The safety net program allows people to claim 80% of their out-of-pocket medical expenses after they have spent more than the threshold of $1111 in a year.

Sonja said she was not aware of the Medicare safety net until after the first attempt at artificial insemination failed.

“When it failed I was so stressed, and the higher stressed you are, the less chance it has of working,” she said.

“It’s $1000 a time to do artificial insemination.

“And it failed. It failed the first and the second time.”

But when she went to get her Medicare rebate after the second attempt, she received about $800 instead of the expected $200.

“It just took all the stress off. Instead of being $1000 a time, it was $200 a time,” she said.
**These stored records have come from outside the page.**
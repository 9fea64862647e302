//! Content loaders for reading game data from files.

pub mod config;
pub mod factory;
pub mod monster;
pub mod weapon;

pub use config::ConfigLoader;
pub use factory::ContentFactory;
pub use monster::{MonsterCatalog, MonsterLoader, MonsterTemplate};
pub use weapon::{WeaponCatalog, WeaponLoader};

use std::path::Path;

/// Common result type for loaders.
pub type LoadResult<T> = anyhow::Result<T>;

/// Helper function to read file contents.
pub(crate) fn read_file(path: &Path) -> LoadResult<String> {
    std::fs::read_to_string(path)
        .map_err(|e| anyhow::anyhow!("Failed to read file {}: {}", path.display(), e))
}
“And the third time it worked.

“I know that the economy and times are tough but there must be other ways to save money, like fireworks and sporting things.”

Sonja said IVF treatment, at more than $5000 a time, was even more prohibitive without the safety net.

“We were meant to go to IVF the third time because the other two failed.

“But they thought they’d try artificial insemination one more time.”

She said two years of trying to conceive did not sound a long time, but it involved more than six months of negative pregnancy tests, visiting naturopaths and receiving acupuncture.

“I would have worn a snake around my neck if I thought it would work,” she said.

“Without that Medicare safety net I don’t know if we would have Alex – I think I would have been too stressed.

“When something costs $1000, it’s kind of got to work.”

It is not only couples trying to conceive that Sonja is concerned about but people with heart conditions, cancer and anyone with big medical bills.

“If they are going to reduce it, they are going to hit the people who really can’t afford the extra stress.”

She said finally having a baby was “the most incredible feeling”.

“When they put that baby on your chest, you feel so lucky,” Sonja said.

“I know plenty of people who have been through the whole process and it hasn’t worked.”

The AMA has called on the government to honour its election promises and make a renewed commitment to the safety net.

AMA president Dr Rosanna Capolingua said Australian working families relied on the safety net more than ever.

“More than a million Australians receive some relief in health costs through the Medicare safety net each year,” she said.

“When times are tough, and you are sick, you need the government to back you up so that you or your family can see the doctor when you need to.”

The government has not confirmed or denied claims the safety net could be a victim of its “razor gang”, intent on cutting spending in next month’s budget.